Solanas Concepción, de la Torre Beatriz G, Fernández-Reyes María, Santiveri Clara M, Jiménez M Angeles, Rivas Luis, Jiménez Ana I, Andreu David, Cativiela Carlos
Departamento de Química Orgánica, Instituto de Ciencia de Materiales de Aragón, Universidad de Zaragoza-CSIC, 50009 Zaragoza, Spain.
J Med Chem. 2009 Feb 12;52(3):664-74. doi: 10.1021/jm800886n.

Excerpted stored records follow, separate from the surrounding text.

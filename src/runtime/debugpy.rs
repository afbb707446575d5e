//! CPython through debugpy
//!
//! Attribute access in Python can run arbitrary getters, so before expanding
//! a dotted attribute the hooks ask the interpreter whether the attribute is
//! a `property` descriptor. `inspect.getattr_static` reads the descriptor off
//! the type without invoking it.

use async_trait::async_trait;

use crate::dap::Variable;
use crate::inspect::capabilities::CapabilityDescriptor;
use crate::inspect::mutation::is_safe_path;
use crate::inspect::variable::ScopeKind;

use super::{
    has_side_effect_hint, is_identifier, LiteralSpelling, Probe, RuntimeHooks, RuntimeInfo,
    ScopeClass, ThreadSelection,
};

pub static INFO: RuntimeInfo = RuntimeInfo {
    id: "debugpy",
    name: "debugpy",
    session_types: &["debugpy"],
    description: "CPython through Microsoft's debugpy",
};

static LITERALS: LiteralSpelling = LiteralSpelling {
    nan: "float('nan')",
    infinity: "float('inf')",
    neg_infinity: "float('-inf')",
    null: "None",
    true_: "True",
    false_: "False",
    undefined: None,
    bigint: false,
    interpolating_strings: false,
};

const SPECIAL_TYPES: [&str; 3] = ["async_generator", "generator", "coroutine"];

pub struct DebugpyHooks;

/// Expression testing whether `path` names a `property` on its owner's type
///
/// `None` when the path is not a plain `owner.attr` access that is safe to
/// interpolate.
pub fn property_probe(path: &str) -> Option<String> {
    let (owner, attr) = path.rsplit_once('.')?;
    if !is_identifier(attr) || !is_safe_path(owner) {
        return None;
    }
    Some(format!(
        "import inspect\nisinstance(inspect.getattr_static(type({owner}), '{attr}', None), property)"
    ))
}

fn is_special(variable: &Variable) -> bool {
    let type_name = variable.type_name.as_deref().unwrap_or("");
    SPECIAL_TYPES
        .iter()
        .any(|t| type_name.contains(t) || variable.value.contains(&format!("<{t}")))
}

#[async_trait]
impl RuntimeHooks for DebugpyHooks {
    fn info(&self) -> &RuntimeInfo {
        &INFO
    }

    fn capabilities(&self) -> CapabilityDescriptor {
        CapabilityDescriptor::STANDARD
    }

    fn thread_selection(&self) -> ThreadSelection {
        ThreadSelection::First
    }

    fn classify_scope(&self, raw_kind: &str) -> Option<ScopeClass> {
        match raw_kind {
            "locals" | "local" => Some(ScopeClass::new(ScopeKind::Local, false, true)),
            "globals" | "global" => Some(ScopeClass::new(ScopeKind::Global, false, true)),
            _ => None,
        }
    }

    fn special_value(&self, variable: &Variable) -> Option<String> {
        is_special(variable).then(|| format!("{} (exhaustible/non-inspectable)", variable.value))
    }

    async fn detect_side_effect(&self, variable: &Variable, probe: &Probe<'_>) -> bool {
        if has_side_effect_hint(variable) {
            return true;
        }
        let Some(expr) = variable.evaluate_name.as_deref().and_then(property_probe) else {
            return false;
        };

        // A failed probe counts as "not a property"
        match probe.evaluate(&expr, "watch").await {
            Ok(body) => body.result == "True",
            Err(e) => {
                tracing::debug!(path = ?variable.evaluate_name, error = %e, "Property probe failed");
                false
            }
        }
    }

    fn literals(&self) -> &LiteralSpelling {
        &LITERALS
    }
}

#[cfg(test)]
mod tests {
    use super::*;
    use crate::testing::{Call, ScriptedChannel};
    use tokio_util::sync::CancellationToken;

    #[test]
    fn test_property_probe_rejects_unsafe_paths() {
        let expr = property_probe("order.total").unwrap();
        assert!(expr.contains("getattr_static(type(order), 'total', None)"));
        assert!(property_probe("items[0].name").is_some());
        assert!(property_probe("total").is_none());
        assert!(property_probe("__import__('os').system").is_none());
        assert!(property_probe("a.b'c").is_none());
    }

    #[test]
    fn test_generators_are_special() {
        let hooks = DebugpyHooks;
        let gen = Variable {
            type_name: Some("generator".to_string()),
            variables_reference: 4,
            ..Variable::leaf("g", "<generator object count at 0x7f>")
        };
        assert_eq!(
            hooks.special_value(&gen).as_deref(),
            Some("<generator object count at 0x7f> (exhaustible/non-inspectable)")
        );
        let coro = Variable::leaf("c", "<coroutine object fetch at 0x1>");
        assert!(hooks.special_value(&coro).is_some());
        assert!(hooks.special_value(&Variable::leaf("l", "[1, 2]")).is_none());
    }

    #[tokio::test]
    async fn test_property_probe_marks_side_effects() {
        let channel = ScriptedChannel::builder()
            .evaluate_result(
                "import inspect\nisinstance(inspect.getattr_static(type(order), 'total', None), property)",
                "True",
            )
            .build();
        let token = CancellationToken::new();
        let probe = Probe::new(&channel, &token, Some(1));
        let hooks = DebugpyHooks;

        let total = Variable {
            evaluate_name: Some("order.total".to_string()),
            ..Variable::leaf("total", "42")
        };
        assert!(hooks.detect_side_effect(&total, &probe).await);

        // unknown expression fails in the fake, which means "not a property"
        let items = Variable {
            evaluate_name: Some("order.items".to_string()),
            ..Variable::leaf("items", "[]")
        };
        assert!(!hooks.detect_side_effect(&items, &probe).await);

        let evaluates = channel
            .calls()
            .into_iter()
            .filter(|c| matches!(c, Call::Evaluate { context, .. } if context == "watch"))
            .count();
        assert_eq!(evaluates, 2);
    }
}
/// DAP client for communicating with a debug adapter
pub struct DapClient {
    /// Adapter subprocess, absent when connected to raw streams
    adapter: Option<Child>,
    /// Frames queued for the writer task
    outgoing: mpsc::UnboundedSender<String>,
    /// Requests waiting for responses
    pending: PendingMap,
    /// Sequence number for requests
    seq: AtomicI64,
    /// Adapter capabilities (populated after initialize)
    pub capabilities: Capabilities,
    /// Timeout applied to each request
    request_timeout: Duration,
    /// Fired once the adapter sends `initialized`
    initialized: Arc<Notify>,
    /// Receiver for events (given to the session owner)
    event_rx: Option<mpsc::UnboundedReceiver<Event>>,
}

/// Forgets a pending request when its caller stops waiting
struct PendingGuard {
    pending: PendingMap,
    seq: i64,
}

impl Drop for PendingGuard {
    fn drop(&mut self) {
        self.pending.lock().remove(&self.seq);
    }
}

impl DapClient {
    /// Spawn a new DAP adapter and create a client
    pub async fn spawn(adapter_path: &Path, args: &[String]) -> Result<Self> {
        let mut cmd = Command::new(adapter_path);
        cmd.args(args)
            .stdin(Stdio::piped())
            .stdout(Stdio::piped())
            .stderr(Stdio::inherit());

        let mut adapter = cmd.spawn().map_err(|e| {
            Error::AdapterStartFailed(format!(
                "Failed to start {}: {}",
                adapter_path.display(),
                e
            ))
        })?;

        let stdin = adapter
            .stdin
            .take()
            .ok_or_else(|| Error::AdapterStartFailed("Failed to get adapter stdin".to_string()))?;
        let stdout = adapter.stdout.take().ok_or_else(|| {
            Error::AdapterStartFailed("Failed to get adapter stdout".to_string())
        })?;

        let mut client = Self::connect(BufReader::new(stdout), BufWriter::new(stdin));
        client.adapter = Some(adapter);
        Ok(client)
    }

    /// Create a client over an already connected adapter
    ///
    /// Must be called from within a tokio runtime.
    pub fn connect<R, W>(reader: R, writer: W) -> Self
    where
        R: AsyncBufRead + Unpin + Send + 'static,
        W: AsyncWrite + Unpin + Send + 'static,
    {
        let (event_tx, event_rx) = mpsc::unbounded_channel();
        let (outgoing, outgoing_rx) = mpsc::unbounded_channel();
        let pending = PendingMap::default();
        let initialized = Arc::new(Notify::new());

        tokio::spawn(write_loop(writer, outgoing_rx));
        tokio::spawn(read_loop(
            reader,
            Arc::clone(&pending),
            event_tx,
            Arc::clone(&initialized),
        ));

        Self {
            adapter: None,
            outgoing,
            pending,
            seq: AtomicI64::new(1),
            capabilities: Capabilities::default(),
            request_timeout: Duration::from_secs(30),
            initialized,
            event_rx: Some(event_rx),
        }
    }

    /// Set the timeout applied to each request
    pub fn with_request_timeout(mut self, timeout: Duration) -> Self {
        self.request_timeout = timeout;
        self
    }

    /// Take the event receiver (can only be called once)
    ///
    /// The receiver closes when the adapter's output ends.
    pub fn take_event_receiver(&mut self) -> Option<mpsc::UnboundedReceiver<Event>> {
        self.event_rx.take()
    }

    fn next_seq(&self) -> i64 {
        self.seq.fetch_add(1, Ordering::SeqCst)
    }

    /// Queue a request, registering `reply` before it can be answered
    fn post(
        &self,
        command: &str,
        arguments: Option<Value>,
        reply: Option<oneshot::Sender<ResponseMessage>>,
    ) -> Result<i64> {
        let seq = self.next_seq();

        let mut request = serde_json::json!({
            "seq": seq,
            "type": "request",
            "command": command,
        });
        if let Some(args) = arguments {
            request["arguments"] = args;
        }

        let json = serde_json::to_string(&request)?;
        tracing::trace!(%command, seq, "DAP request: {}", json);

        if let Some(tx) = reply {
            self.pending.lock().insert(seq, tx);
        }
        if self.outgoing.send(json).is_err() {
            self.pending.lock().remove(&seq);
            return Err(Error::AdapterCrashed);
        }
        Ok(seq)
    }

    /// Send a request and wait for the response
    pub async fn request<T: serde::de::DeserializeOwned>(
        &mut self,
        command: &str,
        arguments: Option<Value>,
    ) -> Result<T> {
        let (tx, rx) = oneshot::channel();
        let seq = self.post(command, arguments, Some(tx))?;
        let _waiting = PendingGuard {
            pending: Arc::clone(&self.pending),
            seq,
        };

        let timeout = self.request_timeout;
        let response = match tokio::time::timeout(timeout, rx).await {
            Ok(Ok(response)) => response,
            // reader task ended and dropped every waiter
            Ok(Err(_)) => return Err(Error::AdapterCrashed),
            Err(_) => return Err(Error::Timeout(timeout.as_secs())),
        };

        if !response.success {
            return Err(Error::dap_request_failed(
                command,
                &response.message.unwrap_or_else(|| "Unknown error".to_string()),
            ));
        }

        let body = response.body.unwrap_or(Value::Null);
        serde_json::from_value(body).map_err(|e| {
            Error::DapProtocol(format!("Failed to parse {} response: {}", command, e))
        })
    }

    /// Initialize the debug adapter
    pub async fn initialize(&mut self, adapter_id: &str) -> Result<Capabilities> {
        let args = InitializeArguments {
            adapter_id: adapter_id.to_string(),
            ..Default::default()
        };

        let caps: Capabilities = self
            .request("initialize", Some(serde_json::to_value(&args)?))
            .await
            .map_err(|e| Error::DapInitFailed(e.to_string()))?;

        self.capabilities = caps.clone();
        Ok(caps)
    }

    /// Wait for the initialized event
    ///
    /// The event itself is still delivered to the event receiver.
    pub async fn wait_initialized(&self, timeout: Duration) -> Result<()> {
        tokio::time::timeout(timeout, self.initialized.notified())
            .await
            .map_err(|_| {
                Error::DapInitFailed(format!(
                    "no initialized event after {} seconds",
                    timeout.as_secs()
                ))
            })
    }

    /// Launch a program without waiting for the response
    ///
    /// Several adapters only answer `launch` after `configurationDone`; the
    /// response is dropped when it arrives.
    pub async fn launch_no_wait(&mut self, args: &LaunchArguments) -> Result<()> {
        self.post("launch", Some(serde_json::to_value(args)?), None)?;
        Ok(())
    }

    /// Signal that configuration is done
    pub async fn configuration_done(&mut self) -> Result<()> {
        self.request::<Value>("configurationDone", None).await?;
        Ok(())
    }

    /// Set breakpoints for a source file
    pub async fn set_breakpoints(
        &mut self,
        source_path: &Path,
        breakpoints: Vec<SourceBreakpoint>,
    ) -> Result<Vec<Breakpoint>> {
        let args = SetBreakpointsArguments {
            source: Source {
                path: Some(source_path.to_string_lossy().into_owned()),
                ..Default::default()
            },
            breakpoints,
        };

        let response: SetBreakpointsResponseBody = self
            .request("setBreakpoints", Some(serde_json::to_value(&args)?))
            .await?;

        Ok(response.breakpoints)
    }

    /// Set function breakpoints
    pub async fn set_function_breakpoints(
        &mut self,
        breakpoints: Vec<FunctionBreakpoint>,
    ) -> Result<Vec<Breakpoint>> {
        let args = SetFunctionBreakpointsArguments { breakpoints };

        let response: SetBreakpointsResponseBody = self
            .request("setFunctionBreakpoints", Some(serde_json::to_value(&args)?))
            .await?;

        Ok(response.breakpoints)
    }

    /// Get threads
    pub async fn threads(&mut self) -> Result<Vec<Thread>> {
        let response: ThreadsResponseBody = self.request("threads", None).await?;
        Ok(response.threads)
    }

    /// Get stack trace
    pub async fn stack_trace(
        &mut self,
        thread_id: i64,
        start_frame: i64,
        levels: i64,
    ) -> Result<Vec<StackFrame>> {
        let args = StackTraceArguments {
            thread_id,
            start_frame: Some(start_frame),
            levels: Some(levels),
        };

        let response: StackTraceResponseBody = self
            .request("stackTrace", Some(serde_json::to_value(&args)?))
            .await?;

        Ok(response.stack_frames)
    }

    /// Get scopes for a frame
    pub async fn scopes(&mut self, frame_id: i64) -> Result<Vec<Scope>> {
        let args = ScopesArguments { frame_id };

        let response: ScopesResponseBody = self
            .request("scopes", Some(serde_json::to_value(&args)?))
            .await?;

        Ok(response.scopes)
    }

    /// Get variables, optionally filtered and paged
    pub async fn variables(&mut self, args: VariablesArguments) -> Result<Vec<Variable>> {
        let response: VariablesResponseBody = self
            .request("variables", Some(serde_json::to_value(&args)?))
            .await?;

        Ok(response.variables)
    }

    /// Set a variable inside a container
    pub async fn set_variable(
        &mut self,
        variables_reference: i64,
        name: &str,
        value: &str,
    ) -> Result<SetValueResponseBody> {
        let args = SetVariableArguments {
            variables_reference,
            name: name.to_string(),
            value: value.to_string(),
        };

        self.request("setVariable", Some(serde_json::to_value(&args)?))
            .await
    }

    /// Assign through an assignable expression
    pub async fn set_expression(
        &mut self,
        expression: &str,
        value: &str,
        frame_id: Option<i64>,
    ) -> Result<SetValueResponseBody> {
        let args = SetExpressionArguments {
            expression: expression.to_string(),
            value: value.to_string(),
            frame_id,
        };

        self.request("setExpression", Some(serde_json::to_value(&args)?))
            .await
    }

    /// Evaluate an expression
    pub async fn evaluate(
        &mut self,
        expression: &str,
        frame_id: Option<i64>,
        context: &str,
    ) -> Result<EvaluateResponseBody> {
        let args = EvaluateArguments {
            expression: expression.to_string(),
            frame_id,
            context: Some(context.to_string()),
        };

        self.request("evaluate", Some(serde_json::to_value(&args)?))
            .await
    }

    /// Disconnect from the debug adapter
    pub async fn disconnect(&mut self, terminate_debuggee: bool) -> Result<()> {
        let args = DisconnectArguments {
            restart: false,
            terminate_debuggee: Some(terminate_debuggee),
        };

        // Don't wait for the response, the adapter may exit immediately
        let _ = self.post("disconnect", Some(serde_json::to_value(&args)?), None);

        Ok(())
    }

    /// Terminate the adapter process
    pub async fn terminate(&mut self) -> Result<()> {
        let _ = self.disconnect(true).await;

        tokio::time::sleep(Duration::from_millis(100)).await;

        if let Some(adapter) = self.adapter.as_mut() {
            let _ = adapter.kill().await;
        }

        Ok(())
    }
}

Analogues of the cationic antimicrobial peptide gramicidin S (GS), cyclo(Val-Orn-Leu-D-Phe-Pro)2, with d-Phe residues replaced by different (restricted mobility, mostly) surrogates have been synthesized and used in SAR studies against several pathogenic bacteria. While all D-Phe substitutions are shown by NMR to preserve the overall beta-sheet conformation, they entail subtle structural alterations that lead to significant modifications in biological activity. In particular, the analogue incorporating D-Tic (1,2,3,4-tetrahydroisoquinoline-3-carboxylic acid) shows a modest but significant increase in therapeutic index, mostly due to a sharp decrease in hemolytic effect. The fact that NMR data show a shortened distance between the D-Tic aromatic ring and the Orn delta-amino group may help explain the improved antibiotic profile of this analogue.

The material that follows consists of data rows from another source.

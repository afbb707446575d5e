//! Maps session types to runtime hooks
//!
//! Lookup order for a session: its reported type, then the type named by
//! its launch configuration. Each key is checked against registered
//! overrides before the built-in runtimes.

use std::collections::{BTreeSet, HashMap};
use std::sync::Arc;

use crate::common::config::{BudgetOverride, Config, InspectionConfig};
use crate::dap::Capabilities;
use crate::runtime::{self, RuntimeHooks};

use super::adapter::RuntimeAdapter;
use super::channel::{DebugChannel, SessionInfo};
use super::error::{InspectError, InspectResult};
use super::lock::OperationLockManager;

#[derive(Clone, Default)]
pub struct AdapterFactory {
    overrides: HashMap<String, Arc<dyn RuntimeHooks>>,
    budgets: HashMap<String, BudgetOverride>,
    config: InspectionConfig,
    locks: OperationLockManager,
}

impl AdapterFactory {
    pub fn new() -> Self {
        Self::default()
    }

    /// Factory carrying the inspection defaults, budgets and aliases of `config`
    pub fn from_config(config: &Config) -> InspectResult<Self> {
        let mut factory = Self {
            budgets: config.budgets.clone(),
            config: config.inspection.clone(),
            ..Self::default()
        };
        for (alias, target) in &config.session_types {
            factory.register_alias(alias, target)?;
        }
        Ok(factory)
    }

    pub fn with_config(mut self, config: InspectionConfig) -> Self {
        self.config = config;
        self
    }

    /// Register hooks for a session type, taking precedence over built-ins
    pub fn register(&mut self, session_type: impl Into<String>, hooks: Arc<dyn RuntimeHooks>) {
        let session_type = session_type.into();
        tracing::debug!(%session_type, runtime = hooks.info().id, "Registered runtime override");
        self.overrides.insert(session_type, hooks);
    }

    /// Handle `alias` sessions the way `target` sessions are handled
    pub fn register_alias(&mut self, alias: &str, target: &str) -> InspectResult<()> {
        let hooks = self
            .lookup(target)
            .ok_or_else(|| InspectError::unsupported_language(target, &self.supported_types()))?;
        self.register(alias, hooks);
        Ok(())
    }

    /// Override the budget for a session type or runtime id
    pub fn set_budget(&mut self, key: impl Into<String>, budget: BudgetOverride) {
        self.budgets.insert(key.into(), budget);
    }

    fn lookup(&self, session_type: &str) -> Option<Arc<dyn RuntimeHooks>> {
        self.overrides
            .get(session_type)
            .cloned()
            .or_else(|| runtime::builtin_hooks(session_type))
    }

    /// Hooks for `session`, or `E_UNSUPPORTED_LANGUAGE` listing what is known
    pub fn resolve(&self, session: &SessionInfo) -> InspectResult<Arc<dyn RuntimeHooks>> {
        std::iter::once(session.session_type.as_str())
            .chain(session.configured_type.as_deref())
            .find_map(|key| self.lookup(key))
            .ok_or_else(|| {
                InspectError::unsupported_language(&session.session_type, &self.supported_types())
            })
    }

    /// Build the adapter for one session
    ///
    /// `reported` narrows the runtime's capabilities to what the live
    /// adapter advertised at initialize.
    pub fn create(
        &self,
        session: SessionInfo,
        channel: Arc<dyn DebugChannel>,
        reported: Option<&Capabilities>,
    ) -> InspectResult<RuntimeAdapter> {
        let hooks = self.resolve(&session)?;

        let budget = self
            .budgets
            .get(&session.session_type)
            .or_else(|| self.budgets.get(hooks.info().id))
            .copied()
            .unwrap_or_default();
        let limits = hooks
            .budget_limits()
            .with_overrides(budget.max_nodes, budget.max_bytes);

        let mut caps = hooks.capabilities();
        if let Some(reported) = reported {
            caps = caps.restricted_by(reported);
        }

        tracing::info!(
            session = %session.id,
            session_type = %session.session_type,
            runtime = hooks.info().id,
            max_nodes = limits.max_nodes,
            max_bytes = limits.max_bytes,
            "Created inspection adapter"
        );

        Ok(RuntimeAdapter::new(session, channel, hooks)
            .with_config(self.config.clone())
            .with_budget(limits)
            .with_capabilities(caps)
            .with_locks(self.locks.clone()))
    }

    /// Every session type this factory can serve, sorted
    pub fn supported_types(&self) -> Vec<String> {
        runtime::all_runtimes()
            .iter()
            .flat_map(|info| info.session_types.iter().map(|t| t.to_string()))
            .chain(self.overrides.keys().cloned())
            .collect::<BTreeSet<_>>()
            .into_iter()
            .collect()
    }
}

#[cfg(test)]
mod tests {
    use super::*;
    use crate::inspect::budget::BudgetLimits;
    use crate::inspect::error::ErrorCode;
    use crate::testing::ScriptedChannel;

    fn channel() -> Arc<dyn DebugChannel> {
        Arc::new(ScriptedChannel::builder().build())
    }

    #[test]
    fn test_builtin_lookup_and_configured_fallback() {
        let factory = AdapterFactory::new();
        let hooks = factory.resolve(&SessionInfo::new("1", "pwa-chrome")).unwrap();
        assert_eq!(hooks.info().id, "cdp");

        let session = SessionInfo::new("2", "custom-launcher").with_configured_type("debugpy");
        assert_eq!(factory.resolve(&session).unwrap().info().id, "debugpy");
    }

    #[test]
    fn test_unknown_type_lists_supported() {
        let factory = AdapterFactory::new();
        let err = factory.resolve(&SessionInfo::new("1", "cobol")).unwrap_err();
        assert_eq!(err.code, ErrorCode::UnsupportedLanguage);
        let detail = err.detail.unwrap();
        for known in ["coreclr", "dart", "debugpy", "java", "node", "pwa-chrome", "pwa-node"] {
            assert!(detail.contains(known), "missing {known} in {detail}");
        }
    }

    #[test]
    fn test_override_beats_builtin() {
        let mut factory = AdapterFactory::new();
        factory.register("node", Arc::new(runtime::debugpy::DebugpyHooks));
        let hooks = factory.resolve(&SessionInfo::new("1", "node")).unwrap();
        assert_eq!(hooks.info().id, "debugpy");
    }

    #[test]
    fn test_aliases_from_config() {
        let config = Config::parse(
            r#"
            [session_types]
            "my-python" = "debugpy"
            "#,
        )
        .unwrap();
        let factory = AdapterFactory::from_config(&config).unwrap();
        assert!(factory.supported_types().contains(&"my-python".to_string()));
        assert_eq!(
            factory.resolve(&SessionInfo::new("1", "my-python")).unwrap().info().id,
            "debugpy"
        );

        let bad = Config::parse("[session_types]\nx = \"cobol\"").unwrap();
        assert!(AdapterFactory::from_config(&bad).is_err());
    }

    #[test]
    fn test_budget_per_runtime() {
        let mut factory = AdapterFactory::new();
        let dart = factory
            .create(SessionInfo::new("1", "dart"), channel(), None)
            .unwrap();
        assert_eq!(dart.budget_status().max_nodes, BudgetLimits::LARGE.max_nodes);

        factory.set_budget(
            "cdp",
            BudgetOverride {
                max_nodes: Some(10),
                max_bytes: None,
            },
        );
        let node = factory
            .create(SessionInfo::new("2", "node"), channel(), None)
            .unwrap();
        let status = node.budget_status();
        assert_eq!(status.max_nodes, 10);
        assert_eq!(status.max_bytes, BudgetLimits::DEFAULT.max_bytes);
    }

    #[test]
    fn test_reported_capabilities_narrow() {
        let factory = AdapterFactory::new();
        let reported = Capabilities {
            supports_set_variable: false,
            supports_set_expression: true,
            ..Default::default()
        };
        let adapter = factory
            .create(SessionInfo::new("1", "java"), channel(), Some(&reported))
            .unwrap();
        assert!(!adapter.capabilities().supports_set_variable);
        assert!(adapter.capabilities().supports_evaluate);
    }
}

已合成了阳离子抗菌肽短杆菌肽S(GS)的类似物环(缬氨酸-鸟氨酸-亮氨酸-D-苯丙氨酸-脯氨酸)₂,其中D-苯丙氨酸残基被不同的(大多为受限流动性的)替代物取代,并将其用于针对几种病原菌的构效关系研究。虽然核磁共振(NMR)显示所有D-苯丙氨酸替代物都保留了整体β-折叠构象,但它们会引起细微的结构改变,从而导致生物活性发生显著变化。特别是,掺入D-Tic(1,2,3,4-四氢异喹啉-3-羧酸)的类似物的治疗指数有适度但显著的提高,这主要是由于溶血效应急剧下降。NMR数据显示D-Tic芳香环与鸟氨酸δ-氨基之间的距离缩短,这一事实可能有助于解释该类似物改善的抗生素特性。